Saved data entries ::
//! Domain types used throughout the pipeline.
//!
//! This module defines:
//!
//! - raw and month-aligned series (`RawSeries`, `MonthlySeries`)
//! - detected easing episodes (`Cycle`, `CycleSet`) and detector parameters
//! - panel definitions and the run configuration (`Panel`, `RunConfig`)

pub mod types;

pub use types::*;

Your goal :: The lines to show are those in the data above that include "types".

Answer to the exercise ::
//! Domain types used throughout the pipeline.
pub mod types;
pub use types::*;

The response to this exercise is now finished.